What this task involves » In the entries below, spot each line with the word "StatusCode" and copy it.

--- START ---

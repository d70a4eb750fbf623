use std::str::FromStr;

use async_trait::async_trait;
use sqlx::sqlite::{SqliteConnectOptions, SqlitePoolOptions, SqliteRow};
use sqlx::{Row, SqlitePool};
use thiserror::Error;
use tracing::{debug, info};

use crate::domain::{Payment, PaymentAttributes, PaymentSummary};
use crate::id::{IdError, PaymentId};

#[derive(Debug, Error)]
pub enum StorageError {
    #[error("storage unavailable: {0}")]
    Unavailable(#[from] sqlx::Error),
    #[error("stored payment could not be decoded: {0}")]
    Corrupt(String),
}

impl From<IdError> for StorageError {
    fn from(e: IdError) -> Self {
        StorageError::Corrupt(e.to_string())
    }
}

impl From<serde_json::Error> for StorageError {
    fn from(e: serde_json::Error) -> Self {
        StorageError::Corrupt(e.to_string())
    }
}

pub type StorageResult<T> = Result<T, StorageError>;

/// Trait defining the operations available on the payment collection.
///
/// Identifiers are assigned by the store and ordered by their raw bytes.
/// Dropping any returned future abandons the underlying storage call.
#[async_trait]
pub trait PaymentStore: Send + Sync {
    /// Up to `limit` summaries whose id sorts strictly after `after`, in
    /// ascending id order. `None` starts from the beginning of the collection.
    async fn list(&self, limit: usize, after: Option<PaymentId>) -> StorageResult<Vec<PaymentSummary>>;

    /// `Ok(None)` when no payment has this id.
    async fn get_by_id(&self, id: PaymentId) -> StorageResult<Option<Payment>>;

    /// Store a new payment at version 0 and return its id.
    async fn insert(&self, organisation_id: &str, attributes: &PaymentAttributes) -> StorageResult<PaymentId>;

    /// Replace `organisation_id` and `attributes` and bump the version by one.
    /// An unknown id is a silent no-op.
    async fn update(&self, id: PaymentId, organisation_id: &str, attributes: &PaymentAttributes) -> StorageResult<()>;

    /// Remove the payment. Deleting an unknown id succeeds.
    async fn delete(&self, id: PaymentId) -> StorageResult<()>;
}

/// DbConnection manages the SQLite payment collection
#[derive(Clone)]
pub struct DbConnection {
    pool: SqlitePool,
}

impl DbConnection {
    /// Connect to the database at `url`, creating it and its schema if needed
    pub async fn new(url: &str, max_connections: u32) -> StorageResult<Self> {
        let options = SqliteConnectOptions::from_str(url)?.create_if_missing(true);
        let pool = SqlitePoolOptions::new()
            .max_connections(max_connections)
            .connect_with(options)
            .await?;

        Self::setup_schema(&pool).await?;
        info!("Connected to payment store at {}", url);

        Ok(Self { pool })
    }

    /// Initialize a private in-memory database for tests
    #[cfg(test)]
    pub async fn init_test() -> StorageResult<Self> {
        // A single connection that never idles out keeps the in-memory
        // database alive for the whole test.
        let pool = SqlitePoolOptions::new()
            .max_connections(1)
            .idle_timeout(None)
            .max_lifetime(None)
            .connect("sqlite::memory:")
            .await?;

        Self::setup_schema(&pool).await?;
        Ok(Self { pool })
    }

    /// Set up the required database schema
    async fn setup_schema(pool: &SqlitePool) -> StorageResult<()> {
        sqlx::query(
            r#"
            CREATE TABLE IF NOT EXISTS payments (
                id BLOB PRIMARY KEY NOT NULL,
                organisation_id TEXT NOT NULL,
                version INTEGER NOT NULL DEFAULT 0,
                attributes TEXT NOT NULL
            );
            "#,
        )
        .execute(pool)
        .await?;

        Ok(())
    }

    fn payment_from_row(row: &SqliteRow) -> StorageResult<Payment> {
        let id: Vec<u8> = row.try_get("id")?;
        let version: i64 = row.try_get("version")?;
        let attributes: String = row.try_get("attributes")?;

        Ok(Payment {
            id: PaymentId::from_slice(&id)?,
            organisation_id: row.try_get("organisation_id")?,
            version: u64::try_from(version)
                .map_err(|_| StorageError::Corrupt(format!("negative version {}", version)))?,
            attributes: serde_json::from_str(&attributes)?,
        })
    }
}

#[async_trait]
impl PaymentStore for DbConnection {
    async fn list(&self, limit: usize, after: Option<PaymentId>) -> StorageResult<Vec<PaymentSummary>> {
        let limit = i64::try_from(limit).unwrap_or(i64::MAX);
        let rows = match after {
            Some(after) => {
                sqlx::query("SELECT id FROM payments WHERE id > ? ORDER BY id ASC LIMIT ?")
                    .bind(after.as_bytes())
                    .bind(limit)
                    .fetch_all(&self.pool)
                    .await?
            }
            None => {
                sqlx::query("SELECT id FROM payments ORDER BY id ASC LIMIT ?")
                    .bind(limit)
                    .fetch_all(&self.pool)
                    .await?
            }
        };

        rows.iter()
            .map(|row| -> StorageResult<PaymentSummary> {
                let id: Vec<u8> = row.try_get("id")?;
                Ok(PaymentSummary {
                    id: PaymentId::from_slice(&id)?,
                })
            })
            .collect()
    }

    async fn get_by_id(&self, id: PaymentId) -> StorageResult<Option<Payment>> {
        let row = sqlx::query(
            "SELECT id, organisation_id, version, attributes FROM payments WHERE id = ?",
        )
        .bind(id.as_bytes())
        .fetch_optional(&self.pool)
        .await?;

        row.as_ref().map(Self::payment_from_row).transpose()
    }

    async fn insert(&self, organisation_id: &str, attributes: &PaymentAttributes) -> StorageResult<PaymentId> {
        let id = PaymentId::generate();
        let document = serde_json::to_string(attributes)?;

        sqlx::query(
            "INSERT INTO payments (id, organisation_id, version, attributes) VALUES (?, ?, 0, ?)",
        )
        .bind(id.as_bytes())
        .bind(organisation_id)
        .bind(document)
        .execute(&self.pool)
        .await?;

        debug!("Inserted payment {}", id);
        Ok(id)
    }

    async fn update(&self, id: PaymentId, organisation_id: &str, attributes: &PaymentAttributes) -> StorageResult<()> {
        let document = serde_json::to_string(attributes)?;

        // The increment happens inside the statement, so concurrent updates of
        // the same row each land exactly once.
        let result = sqlx::query(
            "UPDATE payments SET organisation_id = ?, attributes = ?, version = version + 1 WHERE id = ?",
        )
        .bind(organisation_id)
        .bind(document)
        .bind(id.as_bytes())
        .execute(&self.pool)
        .await?;

        debug!("Updated payment {} ({} rows)", id, result.rows_affected());
        Ok(())
    }

    async fn delete(&self, id: PaymentId) -> StorageResult<()> {
        let result = sqlx::query("DELETE FROM payments WHERE id = ?")
            .bind(id.as_bytes())
            .execute(&self.pool)
            .await?;

        debug!("Deleted payment {} ({} rows)", id, result.rows_affected());
        Ok(())
    }
}
//! # Keyset pagination over the payment collection
//!
//! Pages are addressed by a cursor (the last id of the previous page) rather
//! than an offset. One extra summary is fetched beyond the page size; its
//! presence is the only evidence that a further page exists.

use shared::{PageLinks, PaymentsPage};
use tracing::debug;

use crate::config::Config;
use crate::db::{PaymentStore, StorageResult};
use crate::id::{IdError, PaymentId};
use crate::mappers::PaymentMapper;

pub const DEFAULT_PAGE_SIZE: usize = 10;

/// A normalized listing request.
#[derive(Debug, Clone, PartialEq, Eq)]
pub struct PageQuery {
    pub count: usize,
    /// The cursor exactly as the caller sent it, echoed back in `self`.
    pub after: Option<String>,
    /// `after` decoded; present exactly when `after` is.
    pub cursor: Option<PaymentId>,
}

impl PageQuery {
    /// Absent, non-numeric, zero or negative counts all mean the default page
    /// size. An empty cursor means "from the beginning"; any other cursor must
    /// be a well-formed identifier.
    pub fn new(count: Option<&str>, after: Option<&str>) -> Result<Self, IdError> {
        let count = count
            .and_then(|c| c.trim().parse::<i64>().ok())
            .filter(|&c| c > 0)
            .and_then(|c| usize::try_from(c).ok())
            .unwrap_or(DEFAULT_PAGE_SIZE);
        let after = after.filter(|a| !a.is_empty()).map(str::to_string);
        let cursor = after.as_deref().map(PaymentId::parse).transpose()?;

        Ok(Self { count, after, cursor })
    }
}

/// Fetch one page and render it with its navigation links.
pub async fn fetch_page(
    store: &dyn PaymentStore,
    config: &Config,
    query: &PageQuery,
) -> StorageResult<PaymentsPage> {
    let mut summaries = store.list(query.count.saturating_add(1), query.cursor).await?;

    let has_more = summaries.len() > query.count;
    summaries.truncate(query.count);

    // The next cursor is the last summary on this page, not the lookahead.
    let next = match summaries.last() {
        Some(last) if has_more => Some(list_link(config, query.count, Some(&last.id.to_hex()))),
        _ => None,
    };

    debug!(
        "Listing page of {} payments (requested {}), has_more: {}",
        summaries.len(),
        query.count,
        has_more
    );

    Ok(PaymentsPage {
        data: summaries
            .into_iter()
            .map(|summary| PaymentMapper::to_summary_resource(config, summary))
            .collect(),
        links: PageLinks {
            self_link: list_link(config, query.count, query.after.as_deref()),
            next,
        },
    })
}

fn list_link(config: &Config, count: usize, after: Option<&str>) -> String {
    match after {
        Some(after) => format!("{}/v1/payments/?count={}&after={}", config.host, count, after),
        None => format!("{}/v1/payments/?count={}", config.host, count),
    }
}
#[derive(Debug, Error)]
pub enum ApiError {
    #[error("malformed identifier: {0}")]
    MalformedIdentifier(#[from] IdError),
    #[error("unreadable path: {0}")]
    UnreadablePath(#[from] PathRejection),
    #[error("malformed request body: {0}")]
    MalformedRequestBody(#[from] RequestBodyError),
    #[error("payment not found")]
    RecordAbsent,
    #[error(transparent)]
    Storage(#[from] StorageError),
}

impl ApiError {
    fn status(&self) -> StatusCode {
        match self {
            ApiError::MalformedIdentifier(_)
            | ApiError::UnreadablePath(_)
            | ApiError::RecordAbsent => StatusCode::NOT_FOUND,
            ApiError::MalformedRequestBody(_) => StatusCode::BAD_REQUEST,
            ApiError::Storage(_) => StatusCode::INTERNAL_SERVER_ERROR,
        }
    }
}

impl IntoResponse for ApiError {
    fn into_response(self) -> Response {
        let status = self.status();
        if let ApiError::Storage(e) = &self {
            error!("Storage failure: {}", e);
        } else {
            info!("Rejected request: {}", self);
        }
        let text = status.canonical_reason().unwrap_or("Error");
        (status, text).into_response()
    }
}

/// Raw query pairs in request order. Repeated keys are kept, so a query
/// string never fails to extract.
type QueryPairs = Query<Vec<(String, String)>>;

fn first_param<'a>(pairs: &'a [(String, String)], key: &str) -> Option<&'a str> {
    pairs.iter().find(|(k, _)| k == key).map(|(_, v)| v.as_str())
}

/// The payment id from the path. A segment axum cannot decode is as
/// unaddressable as one that is not an identifier.
fn payment_id(path: Result<Path<String>, PathRejection>) -> Result<PaymentId, ApiError> {
    let Path(id) = path?;
    Ok(PaymentId::parse(&id)?)
}

/// Create the Axum router with all routes configured
pub fn create_router(state: AppState) -> Router {
    let cors = CorsLayer::new()
        .allow_origin(Any)
        .allow_methods([Method::GET, Method::POST, Method::PUT, Method::DELETE])
        .allow_headers(Any);
    let timeout = TimeoutLayer::new(state.config.request_timeout());

    Router::new()
        .route("/", get(health))
        .route("/v1/payments", get(list_payments).post(create_payment))
        .route("/v1/payments/", get(list_payments).post(create_payment))
        .route(
            "/v1/payments/:id",
            get(get_payment).put(update_payment).delete(delete_payment),
        )
        .route(
            "/v1/payments/:id/",
            get(get_payment).put(update_payment).delete(delete_payment),
        )
        .layer(timeout)
        .layer(cors)
        .layer(TraceLayer::new_for_http())
        .with_state(state)
}

/// GET /
pub async fn health() -> &'static str {
    "OK"
}

/// GET /v1/payments/
pub async fn list_payments(
    State(state): State<AppState>,
    Query(pairs): QueryPairs,
) -> Result<Json<PaymentsPage>, ApiError> {
    info!("GET /v1/payments/ - query: {:?}", pairs);

    let page_query = PageQuery::new(first_param(&pairs, "count"), first_param(&pairs, "after"))?;
    let page = pagination::fetch_page(state.store.as_ref(), &state.config, &page_query).await?;

    Ok(Json(page))
}

/// POST /v1/payments/
pub async fn create_payment(
    State(state): State<AppState>,
    body: Bytes,
) -> Result<Response, ApiError> {
    info!("POST /v1/payments/");

    let (organisation_id, attributes) = PaymentMapper::from_request(&body)?;
    let id = state.store.insert(&organisation_id, &attributes).await?;
    info!("Created payment {}", id);

    let summary = PaymentMapper::to_summary_resource(&state.config, PaymentSummary { id });
    Ok((StatusCode::CREATED, Json(summary)).into_response())
}

/// GET /v1/payments/{id}/
pub async fn get_payment(
    State(state): State<AppState>,
    path: Result<Path<String>, PathRejection>,
) -> Result<Json<PaymentResource>, ApiError> {
    let id = payment_id(path)?;
    info!("GET /v1/payments/{}/", id);

    let payment = state.store.get_by_id(id).await?.ok_or(ApiError::RecordAbsent)?;

    Ok(Json(PaymentMapper::to_resource(&state.config, payment)))
}

/// PUT /v1/payments/{id}/
///
/// The id is checked before the body, so an unknown payment is a 404 even
/// when the body is malformed.
pub async fn update_payment(
    State(state): State<AppState>,
    path: Result<Path<String>, PathRejection>,
    body: Bytes,
) -> Result<StatusCode, ApiError> {
    let id = payment_id(path)?;
    info!("PUT /v1/payments/{}/", id);

    ensure_exists(state.store.as_ref(), id).await?;

    let (organisation_id, attributes) = PaymentMapper::from_request(&body)?;
    state.store.update(id, &organisation_id, &attributes).await?;
    info!("Updated payment {}", id);

    Ok(StatusCode::NO_CONTENT)
}

/// DELETE /v1/payments/{id}/
pub async fn delete_payment(
    State(state): State<AppState>,
    path: Result<Path<String>, PathRejection>,
) -> Result<StatusCode, ApiError> {
    let id = payment_id(path)?;
    info!("DELETE /v1/payments/{}/", id);

    ensure_exists(state.store.as_ref(), id).await?;

    state.store.delete(id).await?;
    info!("Deleted payment {}", id);

    Ok(StatusCode::NO_CONTENT)
}

async fn ensure_exists(store: &dyn PaymentStore, id: PaymentId) -> Result<(), ApiError> {
    match store.get_by_id(id).await? {
        Some(_) => Ok(()),
        None => Err(ApiError::RecordAbsent),
    }
}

--- END ---

Answer section »
    fn status(&self) -> StatusCode {
            | ApiError::RecordAbsent => StatusCode::NOT_FOUND,
            ApiError::MalformedRequestBody(_) => StatusCode::BAD_REQUEST,
            ApiError::Storage(_) => StatusCode::INTERNAL_SERVER_ERROR,
    Ok((StatusCode::CREATED, Json(summary)).into_response())
) -> Result<StatusCode, ApiError> {
    Ok(StatusCode::NO_CONTENT)
) -> Result<StatusCode, ApiError> {
    Ok(StatusCode::NO_CONTENT)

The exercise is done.